What Is My Work?
It’s September again. so what should I do with my life?
I think about this question more than most people, I’m sure. Those of us in higher education—at least, those of us worthy of the field—are constantly trying to help young adults find their way in the world. This time of year, we welcome a new crop of freshmen students, wide-eyed and uncertain in the face of their looming adulthood. They want to be teachers and lawyers and medical professionals and a thousand other things. Sixty percent of them will change their mind within the next 18 months. So goes the battle.
A smaller number of their older peers will go through their own occupational crises. As graduation creeps closer, they begin to question their choices in major fields. They begin asking, Is this really what I want to do with my life? I have to help them work through those questions, exploring whether it is better to change course now or complete their degree in their current field before pursuing something else. There is no easy answer, I tell them, but there are multiple right answers. And nobody can choose the path except the person on it.
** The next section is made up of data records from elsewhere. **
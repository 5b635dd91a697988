//! Selects which source headers survive into the outgoing message and
//! collects the envelope recipients from To, Cc and Bcc.

use log::{debug, warn};
use mailparse::MailAddr;
use serde::Serialize;
use std::fmt;

use crate::error::{Error, Result};
use crate::message::Header;

#[derive(Debug, Clone, Copy, PartialEq, Eq)]
pub enum Bucket {
    To,
    Cc,
    Bcc,
}

impl Bucket {
    const ORDER: [Bucket; 3] = [Bucket::To, Bucket::Cc, Bucket::Bcc];

    fn label(self) -> &'static str {
        match self {
            Bucket::To => "to",
            Bucket::Cc => "cc",
            Bucket::Bcc => "bcc",
        }
    }
}

#[derive(Debug, Clone, Copy, PartialEq, Eq)]
enum Policy {
    Copy,
    CopyOrOverride,
    AddressesAndCopy(Bucket),
    AddressesOnly(Bucket),
    Drop,
}

const POLICIES: &[(&str, Policy)] = &[
    ("subject", Policy::Copy),
    ("content-type", Policy::Copy),
    ("date", Policy::Copy),
    ("from", Policy::CopyOrOverride),
    ("to", Policy::AddressesAndCopy(Bucket::To)),
    ("cc", Policy::AddressesAndCopy(Bucket::Cc)),
    ("bcc", Policy::AddressesOnly(Bucket::Bcc)),
];

fn policy_for(name: &str) -> Policy {
    let lower = name.to_ascii_lowercase();
    POLICIES
        .iter()
        .find(|(key, _)| *key == lower)
        .map(|(_, policy)| *policy)
        .unwrap_or(Policy::Drop)
}

/// A delivery address. `name` is empty when the source had no display name.
#[derive(Debug, Clone, PartialEq, Eq, Serialize)]
pub struct Recipient {
    #[serde(skip_serializing_if = "String::is_empty")]
    pub name: String,
    #[serde(rename = "email")]
    pub address: String,
}

impl fmt::Display for Recipient {
    fn fmt(&self, f: &mut fmt::Formatter<'_>) -> fmt::Result {
        write!(f, "\"{}\" <{}>", self.name, self.address)
    }
}

/// Result of walking the source headers once.
#[derive(Debug, Default)]
pub struct Projection {
    pub header_block: String,
    pub to: Vec<Recipient>,
    pub cc: Vec<Recipient>,
    pub bcc: Vec<Recipient>,
}

impl Projection {
    pub fn project(headers: &[Header], forced_from: Option<&str>) -> Projection {
        let mut out = Projection::default();

        for header in headers {
            let policy = policy_for(&header.name);
            match policy {
                Policy::Copy => out.push_line(&header.name, &header.value),
                Policy::CopyOrOverride => match forced_from {
                    Some(from) => {
                        println!("Forced From:\t{}", from);
                        out.push_line(&header.name, from);
                    }
                    None => out.push_line(&header.name, &header.value),
                },
                Policy::AddressesAndCopy(bucket) => {
                    out.collect(bucket, header);
                    out.push_line(&header.name, &header.value);
                }
                Policy::AddressesOnly(bucket) => out.collect(bucket, header),
                Policy::Drop => debug!("[projection] dropping header {}", header.name),
            }
        }

        out
    }

    fn push_line(&mut self, name: &str, value: &str) {
        self.header_block.push_str(&capitalize(name));
        self.header_block.push_str(": ");
        self.header_block.push_str(value);
        self.header_block.push('\n');
    }

    fn collect(&mut self, bucket: Bucket, header: &Header) {
        let parsed = match parse_addresses(&header.decoded) {
            Ok(list) => list,
            Err(e) => {
                warn!(
                    "[projection] can't parse {} header {:?}: {}",
                    header.name, header.decoded, e
                );
                return;
            }
        };
        self.bucket_mut(bucket).extend(parsed);
    }

    fn bucket_mut(&mut self, bucket: Bucket) -> &mut Vec<Recipient> {
        match bucket {
            Bucket::To => &mut self.to,
            Bucket::Cc => &mut self.cc,
            Bucket::Bcc => &mut self.bcc,
        }
    }

    fn bucket(&self, bucket: Bucket) -> &[Recipient] {
        match bucket {
            Bucket::To => &self.to,
            Bucket::Cc => &self.cc,
            Bucket::Bcc => &self.bcc,
        }
    }

    /// Final recipient list: the single forced address when given, otherwise
    /// every bucket flattened in to, cc, bcc order. Each entry is echoed.
    pub fn recipients(&self, forced_to: Option<&str>) -> Result<Vec<Recipient>> {
        if let Some(forced) = forced_to {
            let recipient = parse_addresses(forced)
                .ok()
                .and_then(|list| list.into_iter().next())
                .ok_or_else(|| Error::ForcedRecipient(forced.to_string()))?;
            println!("Forced To: \t{}", recipient);
            return Ok(vec![recipient]);
        }

        let mut all = Vec::new();
        for bucket in Bucket::ORDER {
            for recipient in self.bucket(bucket) {
                println!("{}\t{}", bucket.label(), recipient);
                all.push(recipient.clone());
            }
        }
        Ok(all)
    }
}

/// Upper-cases the first letter and leaves the rest alone.
fn capitalize(name: &str) -> String {
    let mut chars = name.chars();
    match chars.next() {
        Some(first) => first.to_uppercase().chain(chars).collect(),
        None => String::new(),
    }
}

/// Parses an address header value, flattening groups into their members.
pub fn parse_addresses(
    value: &str,
) -> std::result::Result<Vec<Recipient>, mailparse::MailParseError> {
    let list = mailparse::addrparse(value)?;
    let mut out = Vec::new();
    for addr in list.iter() {
        match addr {
            MailAddr::Single(info) => out.push(Recipient {
                name: info.display_name.clone().unwrap_or_default(),
                address: info.addr.clone(),
            }),
            MailAddr::Group(group) => {
                out.extend(group.addrs.iter().map(|info| Recipient {
                    name: info.display_name.clone().unwrap_or_default(),
                    address: info.addr.clone(),
                }))
            }
        }
    }
    Ok(out)
}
Offering such helpful perspective is my job. But it’s not my life.
Truth be told, I don’t have things nearly so together as the 20-year-olds in my care would assume. True, I have a job that I (mostly) love which provides me a livable income and a chance to do some tangible good in the world. But I want to do so many other things before I die. Publishing a novel (*shameless plug for Earth, available for download beginning Oct. 11*) is on the list, as is running a bed and breakfast or some such hospitality endeavor. I’ve timed out of playing professional baseball, and my body never cooperated to begin with. Still, I would love to be the beer man at a minor league ballpark. Or maybe a park ranger. Or a librarian or Hebrew Bible scholar.
My head is a noisy place, as you can tell.
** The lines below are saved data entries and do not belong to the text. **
mod config;
mod error;
mod message;
mod projection;
mod sparkpost;
mod transmission;

use clap::Parser;
use log::{debug, info};
use std::path::{Path, PathBuf};
use std::process;
use std::time::Instant;

use crate::config::{Config, DEFAULT_CONFIG_FILE};
use crate::error::Result;
use crate::message::ParsedMessage;
use crate::projection::Projection;
use crate::sparkpost::{SparkPost, Transmitter};
use crate::transmission::{Transmission, TransmissionResults};

#[derive(Parser, Debug)]
#[command(
    author,
    version,
    about = "Parse and send an RFC822-compliant file (e.g. .eml extension) via SparkPost",
    long_about = None
)]
struct Cli {
    /// INI file holding the [SparkPost] section
    #[arg(long, env = "EML2SPARKPOST_CONFIG", default_value = DEFAULT_CONFIG_FILE)]
    config: PathBuf,

    /// Print the transmission JSON instead of sending it
    #[arg(long)]
    dry_run: bool,

    /// RFC822 file to send
    eml_file: Option<PathBuf>,

    /// Override the From: address in the file
    forced_from: Option<String>,

    /// Send to this single address instead of To/Cc/Bcc
    forced_to: Option<String>,
}

/// How a run finished without error. Every outcome exits 0.
#[derive(Debug, PartialEq, Eq)]
enum Outcome {
    Usage,
    MissingInput,
    DryRun,
    Sent(TransmissionResults),
}

fn print_usage(prog: &str) {
    let short = Path::new(prog)
        .file_name()
        .map(|n| n.to_string_lossy().into_owned())
        .unwrap_or_else(|| prog.to_string());

    println!();
    println!("NAME");
    println!("   {}", prog);
    println!("   Parse and send an RFC822-compliant file (e.g. .eml extension) via SparkPost.");
    println!();
    println!("SYNOPSIS");
    println!("  ./{} filename.eml [forced_from [forced_to] ]", short);
    println!();
    println!("  filename.eml must contain RFC822 formatted content including subject, from, to, and MIME parts.");
    println!("  cc and bcc headers are also read and applied.");
    println!();
    println!("OPTIONAL PARAMETERS");
    println!("    forced_from - such as test@example.com - override the From: address in the file.");
    println!("    forced_to - such as sender@example.com - override the To: addresses in the file");
}

/// Runs the whole pipeline. `connect` is only called once a transmission is
/// ready to go out.
fn run<F, T>(cli: &Cli, prog: &str, connect: F) -> Result<Outcome>
where
    F: FnOnce(&Config) -> Result<T>,
    T: Transmitter,
{
    let config = Config::load(&cli.config)?;

    let eml_file = match &cli.eml_file {
        Some(path) => path,
        None => {
            print_usage(prog);
            return Ok(Outcome::Usage);
        }
    };

    if !eml_file.exists() {
        println!("Can't open file {} - stopping.", eml_file.display());
        return Ok(Outcome::MissingInput);
    }

    let message = ParsedMessage::parse_file(eml_file)?;
    let projection = Projection::project(&message.headers, cli.forced_from.as_deref());
    let recipients = projection.recipients(cli.forced_to.as_deref())?;
    info!("[main] {} recipients resolved", recipients.len());

    let transmission = Transmission::build(
        &projection.header_block,
        &message.body,
        recipients,
        &config,
    );

    if cli.dry_run {
        println!("{}", serde_json::to_string_pretty(&transmission)?);
        return Ok(Outcome::DryRun);
    }

    let transmitter = connect(&config)?;
    let start = Instant::now();
    let results = transmitter.send(&transmission)?;
    let elapsed = start.elapsed().as_secs_f64();

    println!("Message accepted by SparkPost");
    println!("Total accepted recipients: {}", results.total_accepted_recipients);
    println!("Total rejected recipients: {}", results.total_rejected_recipients);
    println!("Transmission id:           {}", results.id);
    println!("API call duration:         {:.3} seconds", elapsed);

    Ok(Outcome::Sent(results))
}

fn main() {
    env_logger::Builder::from_env(env_logger::Env::default().default_filter_or("warn"))
        .format_timestamp_millis()
        .init();

    let cli = Cli::parse();
    let prog = std::env::args()
        .next()
        .unwrap_or_else(|| env!("CARGO_PKG_NAME").to_string());
    debug!("[main] {:?}", cli);

    match run(&cli, &prog, SparkPost::new) {
        Ok(outcome) => debug!("[main] finished: {:?}", outcome),
        Err(e) => {
            println!("{}", e);
            process::exit(e.exit_code());
        }
    }
}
But I’m not alone in my occupational ADHD. I know dozens of people thinking about switching careers. One told me this morning that his current plan is to be a school bus driver. “Four hours per day, but you also get benefits,” he said. “And you get to play an important role in those kids’ lives—get them to and from school safely, look out for them on the way. What’s not to love about that?”
What indeed.
The cliches tell us that such thinking comes with certain stages of life—young adulthood, when we are setting the course for our professional lives, and middle age, when we feel trapped by the consequences of those choices. But I think it’s more than that. Judging by a couple of decades of personal observation, I’d guess that most people are constantly inquiring about the nature of their work.
What am I doing with my life? What should I be doing? How do I know if I’m successful? Does any of it matter?
These are questions that can keep your therapist gainfully employed indefinitely. But perhaps they aren’t the most helpful to ask. Lately, I’ve been looking at vocational uncertainty through a more practical lens.
Namely, what is my work?
Framing it this way turns down the volume on the big questions of meaning and purpose and contribution to the larger human project. I don’t have to discover my calling or fulfill my purpose or—apologies to Parker Palmer—let my life speak. I simply have to identify the task before me and do it. A pile of rocks needs moving? Then move the rocks. A friend needs encouraging? Encourage the friend. A diaper needs changing?
Well, hopefully not that. I’ve done my time on that front. But if it comes down to it, I suppose I would do the changing.
Asking what is my work? also adds a personal pronoun—my, as in that which belongs to me. It’s not hard to see that the world has plenty of needs, and also not hard to feel like I am implicated in all of them. To a point, maybe I am. But not every needed task is my work. I only have that which is in my power to do, that which is within my reach. Frederick Buechner taught that vocation resides where our deep gladness and the world’s deep hunger meet. If God had wanted more from us than that, God should have equipped us to run on 20-minutes of sleep and maybe given us one of Tolkien’s magical rings.
Since a hobbit-esque intervention seems unlikely these days, the best I can do is discern what is my work and then get busy on it. Public perception thinks of ministry as preaching and visiting hospitals and throwing around pithy quotes. I’ve done all those things. But I’ve also had to repair a vacuum with a ball-point pen, seal a roof, teach guitar lessons, construct set pieces for musicals, ride a bicycle for a thousand miles, and build a fire so a friend would have someplace warm and comforting where he could cry.
You’ll never convince me those things don’t represent God’s work just as much as any Bible study I’ve led.
I am fortunate enough that the most meaningful work I do sometimes lines up with what I get paid for. But not always. In any event, my best work is often improvised. I see tasks before me and match them with tools available to me.
More often than you might think, that turns out to be enough.